- Your objective -
Below are the records; locate each line with the word "validate" and copy it.

Records contained in a dataset

*** Begin section ***

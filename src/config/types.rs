//! Configuration types and CLI options.
//!
//! This module defines enums and structs used for command-line argument parsing
//! and configuration.

use std::time::Duration;

use clap::ValueEnum;
use thiserror::Error;

use crate::config::constants::{DNS_TIMEOUT_SECS, MAX_CONCURRENCY_LIMIT, SEMAPHORE_LIMIT};

/// Logging level for the application.
///
/// Controls the verbosity of log output, from most restrictive (Error) to most
/// verbose (Trace).
#[derive(Clone, Debug, ValueEnum)]
pub enum LogLevel {
    /// Only error messages
    Error,
    /// Error and warning messages
    Warn,
    /// Error, warning, and informational messages
    Info,
    /// All messages except trace
    Debug,
    /// All messages including trace
    Trace,
}

impl From<LogLevel> for log::LevelFilter {
    fn from(l: LogLevel) -> Self {
        match l {
            LogLevel::Error => log::LevelFilter::Error,
            LogLevel::Warn => log::LevelFilter::Warn,
            LogLevel::Info => log::LevelFilter::Info,
            LogLevel::Debug => log::LevelFilter::Debug,
            LogLevel::Trace => log::LevelFilter::Trace,
        }
    }
}

/// Log output format.
///
/// Controls how log messages are formatted:
/// - `Plain`: Human-readable format with colors (default)
/// - `Json`: Structured JSON format for machine parsing
#[derive(Clone, Debug, ValueEnum)]
pub enum LogFormat {
    /// Human-readable format with colors (default)
    Plain,
    /// Structured JSON format for machine parsing
    Json,
}

/// Exit code policy applied after a batch completes.
///
/// Lookup failures never abort a batch, so by default the process exits 0
/// whatever the outcome. The other policies turn failures into exit code 2.
#[derive(Clone, Copy, Debug, PartialEq, Eq, ValueEnum)]
pub enum FailOn {
    /// Always exit 0 once the batch has run
    Never,
    /// Exit 2 if any resolution error was reported
    AnyError,
    /// Exit 2 if no record was resolved
    NoRecords,
}

/// File format used by `--output`.
#[derive(Clone, Copy, Debug, PartialEq, Eq, ValueEnum)]
pub enum OutputFormat {
    /// One formatted record line per resolved mail exchanger
    Text,
    /// One JSON object per resolved mail exchanger
    Jsonl,
}

/// Errors reported by [`Config::validate`].
#[derive(Error, Debug, PartialEq, Eq)]
pub enum ConfigError {
    /// Concurrency must allow at least one worker.
    #[error("max_concurrency must be at least 1")]
    ZeroConcurrency,

    /// Concurrency above the supported ceiling.
    #[error("max_concurrency {0} exceeds the limit of {limit}", limit = MAX_CONCURRENCY_LIMIT)]
    ExcessiveConcurrency(usize),

    /// A zero deadline would fail every lookup.
    #[error("timeout_seconds must be at least 1")]
    ZeroTimeout,
}

/// Library configuration (no CLI dependencies).
///
/// # Examples
///
/// ```
/// use mx_resolve::Config;
///
/// let config = Config {
///     max_concurrency: 50,
///     timeout_seconds: 5,
///     ..Default::default()
/// };
/// assert!(config.validate().is_ok());
/// ```
#[derive(Debug, Clone)]
pub struct Config {
    /// Maximum number of domains resolved at the same time
    pub max_concurrency: usize,

    /// Per-lookup deadline in seconds
    pub timeout_seconds: u64,

    /// Log level
    pub log_level: LogLevel,

    /// Log format
    pub log_format: LogFormat,

    /// Exit code policy
    pub fail_on: FailOn,

    /// Format of the `--output` file
    pub output_format: OutputFormat,
}

impl Config {
    /// Checks that the configuration can drive a batch.
    ///
    /// # Errors
    ///
    /// Returns a [`ConfigError`] describing the first invalid field.
    pub fn validate(&self) -> Result<(), ConfigError> {
        if self.max_concurrency == 0 {
            return Err(ConfigError::ZeroConcurrency);
        }
        if self.max_concurrency > MAX_CONCURRENCY_LIMIT {
            return Err(ConfigError::ExcessiveConcurrency(self.max_concurrency));
        }
        if self.timeout_seconds == 0 {
            return Err(ConfigError::ZeroTimeout);
        }
        Ok(())
    }

    /// The per-lookup deadline.
    pub fn lookup_timeout(&self) -> Duration {
        Duration::from_secs(self.timeout_seconds)
    }
}

impl Default for Config {
    fn default() -> Self {
        Self {
            max_concurrency: SEMAPHORE_LIMIT,
            timeout_seconds: DNS_TIMEOUT_SECS,
            log_level: LogLevel::Warn,
            log_format: LogFormat::Plain,
            fail_on: FailOn::Never,
            output_format: OutputFormat::Text,
        }
    }
}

*** End section ***

- Response -
/// Errors reported by [`Config::validate`].
/// assert!(config.validate().is_ok());
    pub fn validate(&self) -> Result<(), ConfigError> {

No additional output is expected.